**Records**:
┏━━

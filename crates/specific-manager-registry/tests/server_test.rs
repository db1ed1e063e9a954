// Copyright (C) 2025 SyncMyOrders Sp. z o.o.
// SPDX-License-Identifier: AGPL-3.0-or-later
//! End-to-end tests: requests over the in-process bus through the full
//! runtime (server, orchestrator, registry, mock engine).

mod common;

use std::sync::Arc;
use std::time::Duration;

use common::*;
use specific_manager_registry::engine::MockEngine;
use specific_manager_registry::messages::{
    TOPIC_INSTANTIATE, TOPIC_KILL, TOPIC_ON_BOARD, TOPIC_PLUGIN_REGISTER, TOPIC_REGISTRATION,
    TOPIC_RESULT, TOPIC_UPDATE,
};
use specific_manager_registry::registry::SsmStatus;
use specific_manager_registry::runtime::{PLUGIN_NAME, RegistryRuntime};
use specific_manager_registry::transport::{LocalBus, Transport, TransportError};

#[tokio::test]
async fn test_register_over_bus() {
    let ctx = TestContext::new(MockEngine::new()).await;

    let reply = ctx
        .request(TOPIC_REGISTRATION, registration_payload("ssm1"))
        .await;

    assert_eq!(reply["status"].as_str(), Some("running"));
    assert_eq!(reply["name"].as_str(), Some("ssm1"));
    assert_eq!(reply["version"].as_str(), Some("1.0"));
    assert!(reply["error"].is_null());
    let identifier = reply["identifier"].as_str().expect("identifier");
    assert_eq!(
        ctx.registry().get("ssm1").unwrap().identifier.to_string(),
        identifier
    );

    ctx.shutdown().await;
}

#[tokio::test]
async fn test_duplicate_registration_over_bus() {
    let ctx = TestContext::new(MockEngine::new()).await;

    ctx.request(TOPIC_REGISTRATION, registration_payload("ssm1"))
        .await;
    let original = ctx.registry().get("ssm1").unwrap();

    let reply = ctx
        .request(TOPIC_REGISTRATION, registration_payload("ssm1"))
        .await;

    assert_eq!(reply["status"].as_str(), Some("failed"));
    assert!(reply.get("identifier").is_none());
    assert_eq!(ctx.registry().get("ssm1").unwrap(), original);

    ctx.shutdown().await;
}

#[tokio::test]
async fn test_on_board_over_bus() {
    let ctx = TestContext::new(MockEngine::new()).await;

    let reply = ctx
        .request(TOPIC_ON_BOARD, on_board_payload("img:1", "ssm1"))
        .await;

    assert_eq!(reply["on-board"].as_str(), Some("OK"));
    assert!(ctx.engine.is_pulled("ssm1").await);

    ctx.shutdown().await;
}

#[tokio::test(start_paused = true)]
async fn test_instantiate_with_registration_over_bus() {
    let ctx = TestContext::new(MockEngine::new()).await;
    let registrar = ctx.register_later("ssm1", Duration::from_secs(2));

    let reply = ctx
        .request(TOPIC_INSTANTIATE, instantiate_payload("img:1", "ssm1"))
        .await;
    registrar.await.unwrap();

    assert_eq!(reply["instantiation"].as_str(), Some("OK"));
    assert!(ctx.engine.is_running("ssm1").await);

    ctx.shutdown().await;
}

#[tokio::test(start_paused = true)]
async fn test_instantiate_without_registration_over_bus() {
    let ctx = TestContext::new(MockEngine::new()).await;

    let start = tokio::time::Instant::now();
    let reply = ctx
        .request(TOPIC_INSTANTIATE, instantiate_payload("img:1", "ssm2"))
        .await;

    assert_eq!(reply["instantiation"].as_str(), Some("failed"));
    assert!(start.elapsed() >= TIMEOUT);

    ctx.shutdown().await;
}

#[tokio::test(start_paused = true)]
async fn test_update_over_bus() {
    let ctx = TestContext::new(MockEngine::new()).await;
    ctx.request(TOPIC_REGISTRATION, registration_payload("ssm1"))
        .await;
    let registrar = ctx.register_later("ssm2", Duration::from_secs(1));

    let reply = ctx
        .request(
            TOPIC_UPDATE,
            update_payload("img:2", "ssm2", "10.0.0.7", None),
        )
        .await;
    registrar.await.unwrap();

    assert_eq!(reply["update"].as_str(), Some("OK"));
    assert_eq!(
        ctx.registry().get("ssm1").unwrap().status,
        SsmStatus::Killed
    );

    ctx.shutdown().await;
}

#[tokio::test(start_paused = true)]
async fn test_update_stop_failure_over_bus() {
    let ctx = TestContext::new(MockEngine::failing_stop()).await;
    ctx.request(TOPIC_REGISTRATION, registration_payload("ssm1"))
        .await;
    ctx.request(TOPIC_REGISTRATION, registration_payload("ssm2"))
        .await;

    let reply = ctx
        .request(
            TOPIC_UPDATE,
            update_payload("img:2", "ssm2", "10.0.0.7", Some("ssm1")),
        )
        .await;

    assert_eq!(reply["update"].as_str(), Some("failed"));
    assert_eq!(
        ctx.registry().get("ssm1").unwrap().status,
        SsmStatus::Running
    );

    ctx.shutdown().await;
}

#[tokio::test]
async fn test_kill_over_bus() {
    let ctx = TestContext::new(MockEngine::new()).await;
    ctx.request(TOPIC_REGISTRATION, registration_payload("ssm1"))
        .await;

    let reply = ctx.request(TOPIC_KILL, kill_payload("ssm1")).await;
    assert_eq!(reply["status"].as_str(), Some("killed"));

    let reply = ctx.request(TOPIC_KILL, kill_payload("ghost")).await;
    assert_eq!(reply["status"].as_str(), Some("failed"));

    ctx.shutdown().await;
}

#[tokio::test]
async fn test_malformed_requests_over_bus() {
    let ctx = TestContext::new(MockEngine::new()).await;

    let reply = ctx
        .request(TOPIC_INSTANTIATE, "NSD:\n  service_specific_managers: []\n".to_string())
        .await;
    assert_eq!(reply["instantiation"].as_str(), Some("failed"));

    let reply = ctx
        .request(TOPIC_REGISTRATION, ":::".to_string())
        .await;
    assert_eq!(reply["status"].as_str(), Some("failed"));

    assert!(ctx.engine.calls().await.is_empty());
    assert!(ctx.registry().is_empty());

    ctx.shutdown().await;
}

#[tokio::test]
async fn test_result_notification_is_consumed() {
    let ctx = TestContext::new(MockEngine::new()).await;

    ctx.bus
        .publish(TOPIC_RESULT, "result: scaling done\n".to_string())
        .await
        .unwrap();
    ctx.bus
        .publish(TOPIC_RESULT, "not a result".to_string())
        .await
        .unwrap();

    // The server keeps serving after a malformed notification
    let reply = ctx
        .request(TOPIC_REGISTRATION, registration_payload("ssm1"))
        .await;
    assert_eq!(reply["status"].as_str(), Some("running"));

    ctx.shutdown().await;
}

#[tokio::test]
async fn test_concurrent_registrations() {
    let ctx = TestContext::new(MockEngine::new()).await;

    let mut handles = Vec::new();
    for i in 0..20 {
        let bus = ctx.bus.clone();
        handles.push(tokio::spawn(async move {
            bus.request(TOPIC_REGISTRATION, registration_payload(&format!("ssm{}", i)))
                .await
                .unwrap()
        }));
    }
    let results: Vec<_> = futures::future::join_all(handles).await;
    for result in results {
        let reply = yaml(&result.unwrap());
        assert_eq!(reply["status"].as_str(), Some("running"));
    }

    assert_eq!(ctx.registry().len(), 20);

    ctx.shutdown().await;
}

#[tokio::test]
async fn test_plugin_announcement_on_start() {
    let bus = Arc::new(LocalBus::default());
    let mut announcements = bus.subscribe(TOPIC_PLUGIN_REGISTER).await.unwrap();

    let runtime = RegistryRuntime::builder()
        .engine(Arc::new(MockEngine::new()))
        .transport(bus.clone())
        .build()
        .unwrap()
        .start()
        .await
        .unwrap();

    let announcement = yaml(&announcements.recv().await.unwrap());
    assert_eq!(announcement["name"].as_str(), Some(PLUGIN_NAME));
    assert!(announcement["version"].as_str().is_some());

    runtime.shutdown().await.unwrap();
}

#[tokio::test]
async fn test_endpoints_closed_after_shutdown() {
    let ctx = TestContext::new(MockEngine::new()).await;
    let bus = ctx.bus.clone();

    ctx.shutdown().await;

    let result = bus
        .request(TOPIC_REGISTRATION, registration_payload("late"))
        .await;
    assert!(matches!(result, Err(TransportError::NoEndpoint(_))));
    assert!(!bus.has_endpoint(TOPIC_REGISTRATION));
}

#[tokio::test]
async fn test_builder_requires_engine_and_transport() {
    assert!(RegistryRuntime::builder().build().is_err());
    assert!(
        RegistryRuntime::builder()
            .engine(Arc::new(MockEngine::new()))
            .build()
            .is_err()
    );
}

┗━━

**What is expected**: Take the entries above and copy them exactly from the first line through the line with "use specific_manager_registry::registry::SsmStatus;"; leave out every line after it.

**The completed task**:
filename crates/specific-manager-registry/tests/server_test.rs
repository db1ed1e063e9a954
// Copyright (C) 2025 SyncMyOrders Sp. z o.o.
// SPDX-License-Identifier: AGPL-3.0-or-later
//! End-to-end tests: requests over the in-process bus through the full
//! runtime (server, orchestrator, registry, mock engine).

mod common;

use std::sync::Arc;
use std::time::Duration;

use common::*;
use specific_manager_registry::engine::MockEngine;
use specific_manager_registry::messages::{
    TOPIC_INSTANTIATE, TOPIC_KILL, TOPIC_ON_BOARD, TOPIC_PLUGIN_REGISTER, TOPIC_REGISTRATION,
    TOPIC_RESULT, TOPIC_UPDATE,
};
use specific_manager_registry::registry::SsmStatus;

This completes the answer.